### Problem to work on
Give the data again exactly, from its opening line through the line in which "static ESTIMATED: LazyLock<Regex>" appears.

[Start of Attachment]

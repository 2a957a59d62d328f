use std::sync::LazyLock;

use regex::Regex;

use super::EngineProgress;

// Hardcoded patterns that always compile.
static PERCENT: LazyLock<Regex> = LazyLock::new(|| Regex::new(r"(\d+\.\d+)%").expect("valid regex"));
static SPEED: LazyLock<Regex> =
    LazyLock::new(|| Regex::new(r"(\d+\.?\d*)\s*[kMG]?H/s").expect("valid regex"));
static ESTIMATED: LazyLock<Regex> =
    LazyLock::new(|| Regex::new(r"(\d+) days, (\d+):(\d+):(\d+)").expect("valid regex"));

/// Parse a Hashcat status screen.
///
/// Lines are inspected independently; a line is classified by the first of
/// `Progress`, `Speed`, `Time.Estimated` it contains. Later lines overwrite
/// values found on earlier ones.
pub fn parse(raw: &str) -> EngineProgress {
    let mut info = EngineProgress::default();

    for line in raw.trim().lines() {
        if line.contains("Progress") {
            if let Some(caps) = PERCENT.captures(line) {
                info.progress_percent = caps[1].parse().ok();
            }
        } else if line.contains("Speed") {
            if let Some(caps) = SPEED.captures(line) {
                if let Ok(speed) = caps[1].parse::<f64>() {
                    info.rate_per_second = Some(speed * unit_multiplier(line));
                }
            }
        } else if line.contains("Time.Estimated") {
            if let Some(caps) = ESTIMATED.captures(line) {
                info.eta_seconds = duration_seconds(&caps);
            }
        }
    }

    info
}

fn unit_multiplier(line: &str) -> f64 {
    if line.contains("kH/s") {
        1e3
    } else if line.contains("MH/s") {
        1e6
    } else if line.contains("GH/s") {
        1e9
    } else {
        1.0
    }
}

fn duration_seconds(caps: &regex::Captures<'_>) -> Option<u64> {
    let days: u64 = caps[1].parse().ok()?;
    let hours: u64 = caps[2].parse().ok()?;
    let minutes: u64 = caps[3].parse().ok()?;
    let seconds: u64 = caps[4].parse().ok()?;
    days.checked_mul(86_400)?
        .checked_add(hours.checked_mul(3_600)?)?
        .checked_add(minutes.checked_mul(60)?)?
        .checked_add(seconds)
}

#[cfg(test)]
mod tests {
    use super::*;

    #[test]
    fn speed_in_kilohashes() {
        let info = parse("Speed.#1.........:  1234.5 kH/s");
        assert_eq!(info.rate_per_second, Some(1_234_500.0));
    }

    #[test]
    fn speed_units_scale() {
        assert_eq!(parse("Speed.#1.....: 42 H/s").rate_per_second, Some(42.0));
        assert_eq!(
            parse("Speed.#1.....: 3 MH/s").rate_per_second,
            Some(3_000_000.0)
        );
        assert_eq!(
            parse("Speed.#1.....: 1.5 GH/s").rate_per_second,
            Some(1_500_000_000.0)
        );
    }

    #[test]
    fn estimated_time_to_seconds() {
        let info = parse("Time.Estimated...: 2 days, 03:04:05");
        assert_eq!(info.eta_seconds, Some(2 * 86_400 + 3 * 3_600 + 4 * 60 + 5));
        assert_eq!(info.eta_seconds, Some(183_845));
    }

    #[test]
    fn full_status_screen() {
        let screen = "\
Session..........: hashcat
Status...........: Running
Time.Estimated...: Tue Jan 16 10:00:00 2024 (0 days, 00:10:00)
Speed.#1.........:   876.0 MH/s (10.21ms) @ Accel:64 Loops:1 Thr:256 Vec:1
Progress.........: 5242880/14344385 (36.55%)
";
        let info = parse(screen);
        assert_eq!(info.progress_percent, Some(36.55));
        assert_eq!(info.rate_per_second, Some(876_000_000.0));
        assert_eq!(info.eta_seconds, Some(600));
        assert!(info.cracked_count.is_none());
    }

    #[test]
    fn oversized_day_count_yields_no_eta() {
        let info = parse("Time.Estimated...: 999999999999999999 days, 00:00:00");
        assert!(info.eta_seconds.is_none());

        let info = parse("Time.Estimated...: 213503982334601 days, 23:59:59");
        assert!(info.eta_seconds.is_none());
    }

    #[test]
    fn eta_without_days_is_ignored() {
        let info = parse("Time.Estimated...: 00:10:00");
        assert!(info.eta_seconds.is_none());
    }
}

[End of Attachment]

### Your solution
repository 2a957a59d62d328f
use std::sync::LazyLock;

use regex::Regex;

use super::EngineProgress;

// Hardcoded patterns that always compile.
static PERCENT: LazyLock<Regex> = LazyLock::new(|| Regex::new(r"(\d+\.\d+)%").expect("valid regex"));
static SPEED: LazyLock<Regex> =
    LazyLock::new(|| Regex::new(r"(\d+\.?\d*)\s*[kMG]?H/s").expect("valid regex"));
static ESTIMATED: LazyLock<Regex> =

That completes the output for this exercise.